E, puntualmente, è esattamente questo che mi aspetta.
Ma ora che ho immaginato cosa voglio, che ho salivato all’idea di avere questa nuova possibilità, come posso rinunciarvi?
Impossibile.
E quindi la mia personale scalata all’Everest prende un bivio ancora più rischioso, una diramazione che allunga di nuovo il viaggio.
E poi un’altra.
E un’altra ancora.
Per fortuna tengo bene a mente perché lo sto facendo. Credo che il «perché» sia l’unica domanda salvifica per l’artista. Lo costringe a una frontiera, a un limite che si allinea con la sua anima.
«Perché?»
«Perché scrivo? Perché recito? Perché?»
Perché mi piace comunicare, mi piace emozionare, mi piace vedere e sentire nell’altro un contatto che va oltre la molecola. Qualcosa che si muove nell’etere, nello spazio vuoto tra gli atomi. L’arte.
È per questo che lo faccio. Per esistere e coesistere nel presente con la recitazione e anche altrove, in voi che mi leggete.
Ho accumulato un ritardo di parecchie settimane sulla mia scaletta da scrittore. Dovrei già essere in mezzo alla scrittura del quarto volume del Labirinto della Speranza, ma non ho ancora consegnato il terzo ai beta reader.
In compenso, ho già la scaletta, quindi oso sperare che, arrivato al quarto volume, i personaggi siano ora più a fuoco e mi richiedano meno fatica.

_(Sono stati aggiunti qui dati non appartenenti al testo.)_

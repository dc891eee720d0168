//! Buffered property edits staged in front of plain JSON content.
//!
//! `scrim-changeset` puts a staging buffer between a caller (a form-editing
//! flow, typically) and the object being edited. Writes of dotted property
//! paths are validated and recorded in the buffer, reads resolve across the
//! buffer and the underlying content, and the content itself is only
//! mutated when the buffer is explicitly committed.
//!
//! # Core Concepts
//!
//! - **Changeset**: the buffered store holding staged changes, validation
//!   errors, and a handle to the content, resolved in that order on reads
//! - **Change / ChangeTree**: the tagged wrapper and nested tree that keep
//!   staged edits apart from plain values
//! - **Validator**: externally supplied per-key validation, sync or async
//! - **Notifier**: observer hook informed after every mutation
//! - **Accessor**: pluggable deep-path read/write over the content
//! - **Scope**: thin facade forwarding reads/writes under a base path
//!
//! # Staged Until Executed
//!
//! ```text
//! set(path, value) ─► validate ─► buffer        (content untouched)
//! get(path)        ─► changes → views → content
//! execute()        ─► content = merge(content, changes), buffer cleared
//! ```
//!
//! # Quick Start
//!
//! ```
//! use scrim_changeset::{changeset, Validation};
//! use serde_json::json;
//!
//! # #[tokio::main(flavor = "current_thread")]
//! # async fn main() -> scrim_changeset::ChangesetResult<()> {
//! let mut cs = changeset(json!({"name": "Jim", "age": 10}))?;
//! let content = cs.content();
//!
//! let outcome = cs.set("age", json!(11)).await;
//! assert_eq!(outcome, Validation::Valid);
//!
//! // The buffer answers reads; the content is untouched.
//! assert_eq!(cs.get("age"), Some(json!(11)));
//! assert_eq!(content.snapshot()["age"], json!(10));
//!
//! cs.execute()?;
//! assert_eq!(content.snapshot()["age"], json!(11));
//! # Ok(())
//! # }
//! ```
//!
//! # Nested Edits Keep Their Siblings
//!
//! Editing one nested field must not make a read of the parent lose the
//! unedited sibling fields that live only in content:
//!
//! ```
//! use scrim_changeset::changeset;
//! use serde_json::json;
//!
//! # #[tokio::main(flavor = "current_thread")]
//! # async fn main() -> scrim_changeset::ChangesetResult<()> {
//! let mut cs = changeset(json!({"user": {"name": "A", "email": "a@x.com"}}))?;
//! cs.set("user.name", json!("B")).await;
//!
//! assert_eq!(
//!     cs.get("user"),
//!     Some(json!({"name": "B", "email": "a@x.com"})),
//! );
//! # Ok(())
//! # }
//! ```

mod change;
mod content;
mod error;
mod merge;
mod notify;
mod object;
mod path;
mod scope;
mod store;
mod validate;

// Core types
pub use change::{Change, ChangeTree};
pub use content::ContentCell;
pub use error::{value_type_name, ChangesetError, ChangesetResult};
pub use merge::merge_deep;
pub use path::Path;
pub use scope::Scope;
pub use store::{
    changeset, changeset_with, BufferedStore, BuilderParts, Changeset, ChangesetBuilder,
    ChangesetOptions, InternalMap,
};

// Collaborator contracts
pub use notify::{Notifier, NullNotifier, RecordingNotifier};
pub use object::{
    is_mergeable, is_to_one_reference, safe_get, safe_set, shallow_merge, Accessor, JsonAccessor,
};
pub use validate::{AlwaysValid, FnValidator, Validation, ValidationError, Validator, ValidatorMap};

// Re-export serde_json::Value for convenience
pub use serde_json::Value;
impl Changeset {
    /// Start building a changeset over the given content.
    pub fn builder(content: impl Into<Value>) -> ChangesetBuilder {
        ChangesetBuilder::new(content)
    }

    /// The identifier passed to the notifier as the mutation target.
    #[inline]
    pub fn id(&self) -> &str {
        &self.id
    }

    /// Handle to the underlying content. Clones share the same value.
    pub fn content(&self) -> ContentCell {
        self.content.clone()
    }

    /// True when no validation errors are pending.
    #[inline]
    pub fn is_valid(&self) -> bool {
        self.errors.is_empty()
    }

    /// True when at least one change is staged.
    #[inline]
    pub fn is_dirty(&self) -> bool {
        !self.changes.is_empty()
    }

    /// The staged changes as a plain nested object, leaves unwrapped.
    pub fn changes(&self) -> Value {
        self.changes.normalize()
    }

    /// The pending validation errors, keyed by dotted path.
    pub fn errors(&self) -> &BTreeMap<String, ValidationError> {
        &self.errors
    }

    /// The pending error for a path, if any.
    pub fn error(&self, path: impl Into<Path>) -> Option<&ValidationError> {
        self.errors.get(&path.into().to_string())
    }

    /// Stage a value at a dotted path after validating it.
    ///
    /// On a passing outcome the change is recorded (clearing any prior
    /// error for the exact path) and observers are notified for `changes`
    /// and for the path. On a failing outcome an error record is stored
    /// (clearing any staged change for the path, so a path is never both
    /// changed and erroring) and observers are notified for `errors` and
    /// for the path. Storage always precedes notification.
    pub async fn set(&mut self, path: impl Into<Path>, value: impl Into<Value>) -> Validation {
        let path = path.into();
        let value = value.into();

        let outcome = if self.options.skip_validate {
            Validation::Valid
        } else {
            let old = self.get(&path);
            self.validator.validate(&path, &value, old.as_ref()).await
        };

        let key = path.to_string();
        match &outcome {
            Validation::Valid => {
                self.changes.insert(&path, value);
                self.errors.remove(&key);
                trace!(path = %key, "staged change");
                self.notify("changes");
                self.notify(&key);
            }
            Validation::Invalid(messages) => {
                self.changes.remove(&path);
                self.errors
                    .insert(key.clone(), ValidationError::new(value, messages.clone()));
                trace!(path = %key, "validation failed");
                self.notify("errors");
                self.notify(&key);
            }
        }
        outcome
    }

    /// Read the value visible at a dotted path.
    ///
    /// Resolution order, first match wins: the staged-change tree, the
    /// store's own aggregate views (`changes`, `errors`, `is_valid`,
    /// `is_dirty`, with dotted reads into them), then the underlying
    /// content. Reading a staged parent object synthesizes a merged view
    /// so unedited sibling keys from content are not lost; the synthesis
    /// is read-only and never touches content or the buffer.
    pub fn get(&self, path: impl Into<Path>) -> Option<Value> {
        let path = path.into();
        let Some((base, rest)) = path.split_first() else {
            return Some(self.content.snapshot());
        };

        if let Some(node) = self.changes.entry(base) {
            let subtree = node.normalize();
            let candidate = if rest.is_empty() {
                Some(subtree)
            } else {
                object::safe_get(&subtree, &rest)
            };
            if let Some(candidate) = candidate {
                if !object::is_mergeable(&candidate) {
                    return Some(candidate);
                }
                return Some(self.synthesize(&path, candidate));
            }
            // Staged subtree does not cover the path; fall through.
        }

        if let Some(value) = self.virtual_key(base, &rest) {
            return Some(value);
        }

        let content = self.content.snapshot();
        self.accessor.safe_get(&content, &path)
    }

    /// Merge unchanged sibling keys from content into a staged sub-object.
    fn synthesize(&self, path: &Path, candidate: Value) -> Value {
        let content = self.content.snapshot();
        let Some(sub) = self.accessor.safe_get(&content, path) else {
            return candidate;
        };
        let mergeable = object::is_mergeable(&sub)
            && !object::is_to_one_reference(&sub)
            && !self.changes.is_leaf(path);
        let Some(sub_map) = sub.as_object().filter(|_| mergeable) else {
            return candidate;
        };
        let mut out = match candidate {
            Value::Object(map) => map,
            other => return other,
        };

        for (key, content_value) in sub_map {
            if self.changes.is_leaf(&path.child(key)) {
                continue;
            }
            let replacement = match out.get(key) {
                Some(staged) => match (staged.as_object(), content_value.as_object()) {
                    (Some(staged_obj), Some(content_obj)) => {
                        Some(Value::Object(object::shallow_merge(content_obj, staged_obj)))
                    }
                    _ => None,
                },
                None => Some(content_value.clone()),
            };
            if let Some(value) = replacement {
                out.insert(key.clone(), value);
            }
        }
        Value::Object(out)
    }

    /// Resolve the store's own aggregate views, with dotted reads into them.
    fn virtual_key(&self, base: &str, rest: &Path) -> Option<Value> {
        let view = match base {
            "changes" | "change" => self.changes.normalize(),
            "errors" | "error" => self.errors_view(),
            "is_valid" => Value::Bool(self.is_valid()),
            "is_dirty" => Value::Bool(self.is_dirty()),
            _ => return None,
        };
        if rest.is_empty() {
            Some(view)
        } else {
            object::safe_get(&view, rest)
        }
    }

    /// The errors map as a nested tree, so dotted reads resolve into it.
    fn errors_view(&self) -> Value {
        let mut out = Value::Object(Map::new());
        for (key, error) in &self.errors {
            let mut record = Map::new();
            record.insert("value".to_owned(), error.value.clone());
            record.insert(
                "validation".to_owned(),
                Value::Array(error.validation.iter().cloned().map(Value::String).collect()),
            );
            // Only object skeletons are created here, so this cannot fail.
            let _ = object::safe_set(&mut out, &Path::from(key), Value::Object(record));
        }
        out
    }

    /// Record a validation error for a path, overwriting any prior record.
    ///
    /// Any staged change for the path is dropped so the path is never both
    /// changed and erroring. Returns the passed error unchanged.
    pub fn add_error(&mut self, path: impl Into<Path>, error: ValidationError) -> ValidationError {
        let path = path.into();
        let key = path.to_string();
        self.changes.remove(&path);
        self.errors.insert(key.clone(), error.clone());
        self.notify("errors");
        self.notify(&key);
        error
    }

    /// Append failure messages to the error record for a path.
    ///
    /// When no record exists yet, the currently visible value for the path
    /// is captured as the rejected value. Returns the stored record.
    pub fn push_errors<I, S>(&mut self, path: impl Into<Path>, messages: I) -> ValidationError
    where
        I: IntoIterator<Item = S>,
        S: Into<String>,
    {
        let path = path.into();
        let key = path.to_string();
        let value = match self.errors.get(&key) {
            Some(existing) => existing.value.clone(),
            None => self.get(&path).unwrap_or(Value::Null),
        };
        self.changes.remove(&path);
        let entry = self
            .errors
            .entry(key.clone())
            .or_insert_with(|| ValidationError::new(value, Vec::new()));
        entry.validation.extend(messages.into_iter().map(Into::into));
        let stored = entry.clone();
        self.notify("errors");
        self.notify(&key);
        stored
    }

    /// Remove a key from one of the internal maps.
    ///
    /// An empty key clears the whole map. Notifies for the dotted
    /// `<map>.<key>` combination and for the map name alone.
    pub fn delete_key(&mut self, map: InternalMap, key: &str) {
        match map {
            InternalMap::Changes => {
                if key.is_empty() {
                    self.changes.clear();
                } else {
                    self.changes.remove(&Path::from(key));
                }
            }
            InternalMap::Errors => {
                if key.is_empty() {
                    self.errors.clear();
                } else {
                    self.errors.remove(key);
                }
            }
        }
        let name = map.as_str();
        if !key.is_empty() {
            self.notify(&format!("{name}.{key}"));
        }
        self.notify(name);
    }

    /// Drop the staged change and the error record for a path.
    pub fn delete(&mut self, path: impl Into<Path>) -> &mut Self {
        let key = path.into().to_string();
        self.delete_key(InternalMap::Changes, &key);
        self.delete_key(InternalMap::Errors, &key);
        self
    }

    /// Drop every staged change and error record.
    pub fn rollback(&mut self) -> &mut Self {
        debug!(id = %self.id, "rolling back staged state");
        self.delete_key(InternalMap::Changes, "");
        self.delete_key(InternalMap::Errors, "");
        self
    }

    /// Reconcile the buffer into the content.
    ///
    /// Fires only when the store is valid and dirty: the staged changes are
    /// deep-merged into a copy of the content, the merged value replaces the
    /// content, and the buffer is cleared. Chainable no-op otherwise.
    /// Accessor failures during the merge propagate to the caller.
    pub fn execute(&mut self) -> ChangesetResult<&mut Self> {
        if self.is_valid() && self.is_dirty() {
            let staged = self.changes.normalize();
            let mut next = self.content.snapshot();
            merge_deep(&mut next, &staged, self.accessor.as_ref())?;
            self.content.replace(next);
            self.changes.clear();
            debug!(id = %self.id, "executed staged changes");
            self.notify("content");
            self.notify("changes");
        }
        Ok(self)
    }

    /// View of this store rooted at a base path.
    pub fn scope(&mut self, base: impl Into<Path>) -> crate::Scope<'_> {
        crate::Scope::new(self, base.into())
    }

    #[inline]
    fn notify(&self, key: &str) {
        self.notifier.notify(&self.id, key);
    }
}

È bella, questa fase.
C’è da dire che in questa saga ho usato molto meccanismi narrativi moderni (il flashback, per esempio), che hanno la qualità di permettermi di scoprire il passato dei personaggi e capirne meglio il presente.
E ovviamente, per rendermi la vita facile (come avete capito, è la mia specialità :D), ho deciso che nell’ultimo volume avrò due linee temporali, e il flashback sarà incentrato (per la prima volta) sul protagonista.
Cosa significa?
Che il mio protagonista lo scoprirò davvero, sia nel passato che nel presente, a saga conclusa.
La seconda stesura sarà uno spasso.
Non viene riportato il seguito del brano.